The invasion initially met little resistance, as the Burmese force was too large for the small guard posts on the border. Upon hearing of the Burmese invasion, Maha Chakkraphat mobilized his kingdom, then gathered his forces at Suphanburi, a town just west of Ayutthaya. When Tabinshwehti and his Burmese army arrived at the walled town of Kanchanaburi, they found it deserted. The King of Burma then continued his march eastward, capturing the villages of Ban Thuan, Kaphan Tru and Chorakhe Sam Phan. Tabinshwehti divided his army into three columns, the first commanded by Bayinnaung, the second by the Viceroy of Prome, and the third by Yong, the Governor of Bassein. The Burmese continued their advance and captured the ancient town of Uthong as well as the villages of Don Rakhang and Nong Sarai and closed on Suphanburi. When the Burmese attacked the town, the Siamese defenders could not withstand the onslaught and retreated towards Ayutthaya. Tabinshwehti ordered his army southeast along two canals, and crossed the Chao Phraya River near Phong Phaeng. From here he encamped his army directly north of the Siamese capital of Ayutthaya on a field called the Lumpli Plain.

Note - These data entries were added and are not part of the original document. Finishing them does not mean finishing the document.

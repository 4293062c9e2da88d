//! Per-request orchestration: validate, fetch, compose.

use std::time::Duration;

use crate::compose::Composer;
use crate::error::{ComposeError, RenderError};
use crate::fetch::FeedSource;
use crate::model::ParsedFeed;
use crate::url::validate;

/// Time allowed for fetching and decoding one feed.
pub const DEFAULT_FETCH_TIMEOUT: Duration = Duration::from_secs(30);

/// Terminal state of one request, before composition.
#[derive(Debug, Clone, PartialEq, Eq)]
pub enum RenderOutcome {
    /// No URL supplied.
    Landing,
    Feed(ParsedFeed),
    Failed(RenderError),
}

/// Read-only request pipeline, shared by all concurrent requests.
pub struct Pipeline<S> {
    source: S,
    composer: Composer,
    fetch_timeout: Duration,
}

impl<S: FeedSource> Pipeline<S> {
    #[must_use]
    pub fn new(source: S, composer: Composer) -> Self {
        Self {
            source,
            composer,
            fetch_timeout: DEFAULT_FETCH_TIMEOUT,
        }
    }

    #[must_use]
    pub fn with_fetch_timeout(mut self, fetch_timeout: Duration) -> Self {
        self.fetch_timeout = fetch_timeout;
        self
    }

    /// Produce the complete page for the raw `url` query value.
    ///
    /// # Errors
    ///
    /// Returns [`ComposeError`] only when a template fails; invalid URLs and
    /// fetch failures are rendered into the page.
    pub async fn render(&self, raw_url: &str) -> Result<Vec<u8>, ComposeError> {
        let outcome = self.resolve(raw_url).await;
        self.composer.compose(raw_url, &outcome)
    }

    /// Run validation and the fetch step, without composing.
    pub async fn resolve(&self, raw_url: &str) -> RenderOutcome {
        let url = match validate(raw_url) {
            Ok(Some(url)) => url,
            Ok(None) => return RenderOutcome::Landing,
            Err(error) => {
                tracing::info!(url = raw_url, error = %error, "rejected feed url");
                return RenderOutcome::Failed(error);
            }
        };

        let fetched = tokio::time::timeout(self.fetch_timeout, self.source.fetch(&url))
            .await
            .unwrap_or(Err(RenderError::FetchTimeout(self.fetch_timeout)));

        match fetched {
            Ok(feed) => {
                tracing::info!(url = %url, items = feed.items.len(), "rendered feed");
                RenderOutcome::Feed(feed)
            }
            Err(error) => {
                tracing::warn!(url = %url, error = %error, "failed to fetch feed");
                RenderOutcome::Failed(error)
            }
        }
    }
}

Maha Chakkraphat left the capital with his forces to engage Tabinshwehti and test Burmese strength. On this occasion, he mounted his chief war elephant. Accompanying him were his Chief Queen, Sri Suriyothai, and one of their young daughters, Princess Boromdhilok, the two riding together on a smaller war elephant. Both royal ladies were dressed in male military attire (helmet and armour), with the queen wearing the uniform of an Uparaja. Also accompanying their father on elephant mounts were two sons, the Uparaja and heir apparent, Prince Ramesuan, and his brother Prince Mahin.

Elephant battle and death
The Siamese army under Maha Chakkraphat soon met the advance column commanded by the Viceroy of Prome, and the two armies engaged in battle. The commanders of the two forces engaged in single elephant-combat, as was the custom of the time. Maha Chakkraphat's elephant panicked and gave flight, charging away from the enemy, the viceroy giving chase. Fearing for the life of her husband, Queen Sri Suriyothai charged ahead to put her elephant between the king and the viceroy, thereby blocking his pursuit. The viceroy then engaged the queen in single combat, fatally cleaving her from shoulder to heart with his halberd, also mortally wounding her daughter. Both mother and child met their deaths on the back of the same elephant. It was said that the viceroy did not know he was fighting a woman until his blow struck. As she fell dying, her helmet came off, exposing her long hair. Burmese chronicles do not mention any instance of single combat (on elephant-back or otherwise) by the Viceroy of Prome.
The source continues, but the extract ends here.